Photo of Man StretchingRoot Lab is a prescription foot orthotic laboratory that provides custom foot orthoses, ankle foot orthoses (AFO’s), prescription footwear, and other orthopedic products and services to licensed medical practitioners. This section of our web site is intended to provide basic patient information on foot orthoses (orthotics) and their use.

Root Lab does not provide treatment advice to patients. The following is for patient educational and informational purposes only and is not intended for diagnostic or treatment purposes. If you are in need of medical care or advice, please consult your doctor or a qualified heath care professional.

Questions Covered
1. What are foot orthoses?
2. Do you need an orthosis and if so, what type of orthosis is best for you?
3. An orthosis is an orthosis, or is it?

What are foot orthoses?

Good question! Foot orthotics are referred to by many names. Some common names used to describe foot orthoses and related products are arch supports, shoe inserts, orthotics, orthoses, custom orthotics or orthoses, prefabricated orthotics or orthoses, just to name a few! Needless to say, this can all be very confusing to patients or consumers who are interested in understanding prescription and non-prescription foot care products and devices.

 

Foot orthosis defined: The most accurate definition: A foot orthosis is a device that is used to brace, support, or protect the foot or a part of the foot.

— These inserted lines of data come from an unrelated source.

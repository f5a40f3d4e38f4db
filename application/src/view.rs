//! Plain-text views of the user directory.

use std::fmt::Write as _;

use common::{pagination::Token, DateTimeOf};
use itertools::Itertools as _;
use service::{
    command::ensure_seeded::Outcome,
    domain::User,
    read::user::{list, summary::Counts},
};
use time::{format_description::BorrowedFormatItem, macros::format_description};

/// Format of [`User`] joining dates.
const JOINED_AT: &[BorrowedFormatItem<'static>] = format_description!(
    "[month repr:short] [day padding:none] [year], [hour repr:12 padding:none]:[minute] [period]"
);

/// Column headers of the [`users()`] table.
const HEADERS: [&str; 6] = [
    "ORGANIZATION",
    "USERNAME",
    "EMAIL",
    "PHONE NUMBER",
    "DATE JOINED",
    "STATUS",
];

/// Renders the table of the listed [`User`]s, followed by the page counter
/// and the [`pager()`].
#[must_use]
pub fn users(listing: &list::Listing) -> String {
    let rows = listing
        .page
        .items
        .iter()
        .map(|u| {
            [
                u.organization.to_string(),
                u.name.to_string(),
                u.email.to_string(),
                u.phone.to_string(),
                joined_at(&u.joined_at),
                u.status.to_string(),
            ]
        })
        .collect::<Vec<_>>();

    let widths = HEADERS.map(str::len);
    let widths = rows.iter().fold(widths, |mut widths, row| {
        for (w, cell) in widths.iter_mut().zip(row) {
            *w = (*w).max(cell.chars().count());
        }
        widths
    });

    let mut out = line(HEADERS, widths);
    out.push('\n');
    for row in &rows {
        out.push_str(&line(row.iter().map(String::as_str), widths));
        out.push('\n');
    }
    if rows.is_empty() {
        out.push_str("No users found\n");
    }
    let info = listing.page.page_info();
    _ = writeln!(
        out,
        "\nShowing {} out of {} (page {} of {})",
        listing.page.items.len(),
        listing.page.total,
        info.current,
        info.total_pages,
    );
    out.push_str(&pager(&listing.page));
    out
}

/// Renders a single table line of the provided cells padded to the provided
/// column widths.
fn line<'a>(
    cells: impl IntoIterator<Item = &'a str>,
    widths: [usize; HEADERS.len()],
) -> String {
    cells
        .into_iter()
        .zip(widths)
        .map(|(cell, w)| format!("{cell:<w$}"))
        .join("  ")
        .trim_end()
        .to_owned()
}

/// Renders the pager window of the provided [`list::Page`], with the current
/// page number in brackets and arrows towards the adjacent pages.
#[must_use]
pub fn pager(page: &list::Page) -> String {
    let info = page.page_info();
    let window = page.window().into_iter().map(|t| match t {
        Token::Page(n) if n == info.current => format!("[{n}]"),
        Token::Page(_) | Token::Ellipsis => t.to_string(),
    });

    info.has_previous_page
        .then(|| "‹".to_owned())
        .into_iter()
        .chain(window)
        .chain(info.has_next_page.then(|| "›".to_owned()))
        .join(" ")
}

/// Renders the provided seeding [`Outcome`].
#[must_use]
pub fn seeded(outcome: &Outcome) -> String {
    match outcome {
        Outcome::Seeded(n) => format!("Seeded {n} users"),
        Outcome::Unchanged => "Users are seeded already".to_owned(),
        Outcome::Skipped => {
            "Seeding skipped: storage is unavailable".to_owned()
        }
    }
}

/// Renders the summary cards of the provided [`Counts`].
#[must_use]
pub fn summary(counts: &Counts) -> String {
    let Counts {
        total,
        active,
        with_loans,
        with_savings,
    } = counts;

    format!(
        "USERS                {total}\n\
         ACTIVE USERS         {active}\n\
         USERS WITH LOANS     {with_loans} (estimate)\n\
         USERS WITH SAVINGS   {with_savings} (estimate)",
    )
}

/// Renders details of the provided [`User`].
#[must_use]
pub fn user(user: &User) -> String {
    [
        ("User ID", user.id.to_string()),
        ("Full Name", user.name.to_string()),
        ("Phone Number", user.phone.to_string()),
        ("Email Address", user.email.to_string()),
        ("Organization", user.organization.to_string()),
        ("Date Joined", joined_at(&user.joined_at)),
        ("Status", user.status.to_string()),
    ]
    .into_iter()
    .format_with("\n", |(label, value), f| {
        f(&format_args!("{label:<15}{value}"))
    })
    .to_string()
}

/// Renders the provided joining [`DateTimeOf`] in UTC.
fn joined_at<Of: ?Sized>(at: &DateTimeOf<Of>) -> String {
    time::OffsetDateTime::from(*at)
        .format(JOINED_AT)
        .unwrap_or_else(|_| at.to_rfc3339())
}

The term orthosis is the singular form and means one orthotic device whereas the term orthoses is plural and means more than one orthotic device.  While the preceding definition of a foot orthosis is simple and concise, one can use an adjective to add further meaning.  For example, an orthosis made specifically for sports activity might be called a sports orthosis or might be a sport specific device such as a ski orthosis.

Categories of foot orthoses: There are many types of foot orthoses and there are different ways that we can attempt to categorize them. It is somewhat difficult to categorize foot orthoses due to variations in orthotic device design and manufacturing.

One method of categorizing foot orthoses is to divide them into groups according to prescription and non-prescription foot orthoses. Non-prescription foot orthoses are often referred to as “over-the-counter” devices and may be obtained with or without the assistance of a licensed healthcare professional. Non-prescription orthoses are sometimes custom made but are typically pre-manufactured. Prescription foot orthoses are prescribed by a licensed healthcare professional and are not available without a prescription. Prescription foot orthoses are typically custom made but there are some varieties that are pre-manufactured and not custom made.

Another way to categorize foot orthoses is by their method of manufacture. Foot orthoses may be custom or non-custom made. Custom foot orthoses are individually made, and are typically manufactured using the patient’s own foot anatomy by creating a model of the foot (a cast, impression, impression foam, scanner, etc.).  The anatomical model serves as the foundation of the form used to produce the orthosis.

Non-custom foot orthoses are manufactured using predetermined shapes or pre-made models, or are made by injection molding or computer milling. Non-custom foot orthoses are not made from the patients own foot anatomy and are more generic or general in shape.

Types of prescription foot orthoses: There are basically three types of prescription foot orthoses. The two most common types of prescription foot orthoses are accommodative orthoses and functional orthoses.

Accommodative orthosis: An accommodative orthosis is a device that is designed to pad and protect the foot or a part of the foot.  An accommodative orthosis supplements the foots natural padding and may be designed to reduce pressure by accommodation, in certain areas.

Functional orthosis: A functional orthosis is a device that is designed to influence the position and/or motion of the foot through the application of biomechanical principles.  A functional orthosis is the most biomechanically advanced type of foot orthosis and is only available by prescription. It influences the position or motion of the foot altering the forces acting on the foot. A functional orthosis requires a significant degree of expertise to prescribe and manufacture.

Functional Hybrid Orthosis:  In some cases, the characteristics of an accommodative orthosis are combined with those of a function orthosis to create a hybrid orthosis.